Internet Public Library Expands
This article originally appeared in SLJ’s Extra Helping. Sign up now!
Lauren Barack -- School Library Journal, 9/18/2007 1:30:00 PM
The Internet Public Library (IPL), an online resource site aimed at students of all ages, is getting an overhaul meant to broaden its current services into a virtual learning lab for both media specialists and scholars.
Drexel University, the University of Michigan, and Florida State University will oversee IPL’s upgrade aided by $600,000 in grant funding from the U.S. Institute of Museum and Library Services’ Laura Bush 21st Century Librarian Program, which will continue through June 2010. New features are to include digital reference courses, an online learning community, and other resources.

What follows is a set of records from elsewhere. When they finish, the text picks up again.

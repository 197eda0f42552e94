//! Storyboard planning command handler.

use super::AdRequestArgs;
use adreel::{AdreelConfig, AdreelResult, JsonError, build_planner, plan_ad};

/// Plan a storyboard and print the outcome as JSON.
///
/// The printed document carries the storyboard, its source (`model` or
/// `fallback`) and the fallback reason.
pub async fn plan_storyboard(config: &AdreelConfig, args: &AdRequestArgs) -> AdreelResult<()> {
    let planner = build_planner(config)?;
    let outcome = plan_ad(&planner, &args.description, args.max_scenes(config)).await?;

    let json = serde_json::to_string_pretty(&outcome)
        .map_err(|e| JsonError::serialization("storyboard", e))?;
    println!("{}", json);
    Ok(())
}
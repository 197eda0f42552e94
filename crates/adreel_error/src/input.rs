//! Input validation error types.

/// Kinds of invalid pipeline input.
#[derive(Debug, Clone, PartialEq, Eq, Hash, PartialOrd, Ord, derive_more::Display)]
pub enum InputErrorKind {
    /// Assembly was requested with no clips
    #[display("No clips to assemble")]
    NoClips,
    /// Scene or request input could not be used
    #[display("Malformed input: {}", _0)]
    MalformedInput(String),
}

/// Input error with location tracking.
///
/// # Examples
///
/// ```
/// use adreel_error::{InputError, InputErrorKind};
///
/// let err = InputError::new(InputErrorKind::NoClips);
/// assert!(format!("{}", err).contains("No clips"));
/// ```
#[derive(Debug, Clone, derive_more::Display, derive_more::Error)]
#[display("Input Error: {} at line {} in {}", kind, line, file)]
pub struct InputError {
    /// The kind of error that occurred
    pub kind: InputErrorKind,
    /// Line number where error was created
    pub line: u32,
    /// File where error was created
    pub file: &'static str,
}

impl InputError {
    /// Create a new input error with automatic location tracking.
    #[track_caller]
    pub fn new(kind: InputErrorKind) -> Self {
        let location = std::panic::Location::caller();
        Self {
            kind,
            line: location.line(),
            file: location.file(),
        }
    }
}
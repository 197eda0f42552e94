//! One job through compilation, generation and assembly.

use crate::{ClipDispatcher, SceneCompiler, VideoAssembler};
use adreel_core::{Job, JobId, Storyboard};
use adreel_error::{AdreelResult, InputError, InputErrorKind, PipelineStage, StageError};
use adreel_storage::ClipStore;
use tokio_util::sync::CancellationToken;
use tracing::{info, instrument};

/// Reject blank product descriptions.
pub(crate) fn validate_description(product_description: &str) -> AdreelResult<()> {
    if product_description.trim().is_empty() {
        return Err(InputError::new(InputErrorKind::MalformedInput(
            "product description is empty".to_string(),
        ))
        .into());
    }
    Ok(())
}

/// Sequences the pipeline stages for a job.
///
/// Each stage completes for every scene before the next begins. Failures are
/// wrapped in a [`StageError`] naming the stage.
#[derive(Clone)]
pub struct PipelineOrchestrator {
    compiler: SceneCompiler,
    dispatcher: ClipDispatcher,
    assembler: VideoAssembler,
    store: ClipStore,
}

impl PipelineOrchestrator {
    /// Create an orchestrator from its stages.
    pub fn new(
        compiler: SceneCompiler,
        dispatcher: ClipDispatcher,
        assembler: VideoAssembler,
        store: ClipStore,
    ) -> Self {
        Self {
            compiler,
            dispatcher,
            assembler,
            store,
        }
    }

    /// The clip store jobs write into.
    pub fn store(&self) -> &ClipStore {
        &self.store
    }

    /// The clip dispatcher.
    pub fn dispatcher(&self) -> &ClipDispatcher {
        &self.dispatcher
    }

    /// Run a job under a fresh job identifier.
    pub async fn run(&self, storyboard: &Storyboard, product_description: &str) -> AdreelResult<Job> {
        self.run_with_cancel(storyboard, product_description, &CancellationToken::new())
            .await
    }

    /// Run a job that stops early when `cancel` fires.
    ///
    /// # Errors
    ///
    /// Returns an error whose [`stage`](adreel_error::AdreelError::stage) is:
    /// - `compilation` for a blank product description
    /// - `generation` for provider, timeout or cancellation failures
    /// - `assembly` when there are no clips or the concat tool fails
    #[instrument(
        name = "pipeline.run",
        skip_all,
        fields(
            job_id = tracing::field::Empty,
            shots = storyboard.len(),
            provider = self.dispatcher.provider_name(),
        )
    )]
    pub async fn run_with_cancel(
        &self,
        storyboard: &Storyboard,
        product_description: &str,
        cancel: &CancellationToken,
    ) -> AdreelResult<Job> {
        validate_description(product_description)
            .map_err(|e| StageError::new(PipelineStage::Compilation, e))?;

        let job_id = JobId::new();
        tracing::Span::current().record("job_id", tracing::field::display(&job_id));

        let scenes = self.compiler.compile(storyboard, product_description);
        info!(stage = %PipelineStage::Compilation, scenes = scenes.len(), "Stage complete");

        let clip_paths = self
            .dispatcher
            .dispatch_all(&scenes, &job_id, cancel)
            .await
            .map_err(|e| StageError::new(PipelineStage::Generation, e))?;
        info!(stage = %PipelineStage::Generation, clips = clip_paths.len(), "Stage complete");

        let final_path = self.store.final_path(&job_id);
        self.assembler
            .assemble(&clip_paths, &final_path)
            .await
            .map_err(|e| StageError::new(PipelineStage::Assembly, e))?;
        info!(
            stage = %PipelineStage::Assembly,
            final_path = %final_path.display(),
            "Stage complete"
        );

        Ok(Job::new(job_id, clip_paths, final_path))
    }
}
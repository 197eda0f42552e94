//! Storage error types.

/// Kinds of storage errors.
#[derive(Debug, Clone, PartialEq, Eq, Hash, PartialOrd, Ord, derive_more::Display)]
pub enum StorageErrorKind {
    /// Failed to create a media directory
    #[display("Failed to create media directory: {}", _0)]
    DirectoryCreation(String),
    /// Failed to write file
    #[display("Failed to write file: {}", _0)]
    FileWrite(String),
    /// Failed to copy file
    #[display("Failed to copy file: {}", _0)]
    FileCopy(String),
    /// Failed to read file metadata
    #[display("Failed to read file: {}", _0)]
    FileRead(String),
    /// Invalid storage path
    #[display("Invalid storage path: {}", _0)]
    InvalidPath(String),
}

/// Storage error with location tracking.
///
/// # Examples
///
/// ```
/// use adreel_error::{StorageError, StorageErrorKind};
///
/// let err = StorageError::new(StorageErrorKind::FileWrite("media/clips/a.mp4".to_string()));
/// assert!(format!("{}", err).contains("Failed to write"));
/// ```
#[derive(Debug, Clone, derive_more::Display, derive_more::Error)]
#[display("Storage Error: {} at line {} in {}", kind, line, file)]
pub struct StorageError {
    /// The kind of error that occurred
    pub kind: StorageErrorKind,
    /// Line number where error was created
    pub line: u32,
    /// File where error was created
    pub file: &'static str,
}

impl StorageError {
    /// Create a new storage error with automatic location tracking.
    #[track_caller]
    pub fn new(kind: StorageErrorKind) -> Self {
        let location = std::panic::Location::caller();
        Self {
            kind,
            line: location.line(),
            file: location.file(),
        }
    }
}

IPL, which launched in 1995, has been hosted by Drexel University’s College of Information Science and Technology since January 2007. While its home page is a fairly simple site offering access to online collections, almanacs, and other straightforward resources, K–12 students can click through to IPL’s KidSpace and TeenSpace. There they’ll find a treasure trove of links from a Teen Poetry Wiki to the Everyday Mysteries page created by the Library of Congress, where children can learn why their parents’ hair is turning grey. (And no, it’s not because of the cell phone bill.)
“The IPL is a valuable public resource and teaching tool,” says Eileen Abels, a professor at Drexel’s College of Information Science and Technology who will work on the project. “The IMLS grant means that more library and information science students will receive hands-on digital library experience and more faculty members will be able to collaborate on new projects in the area of digital reference.”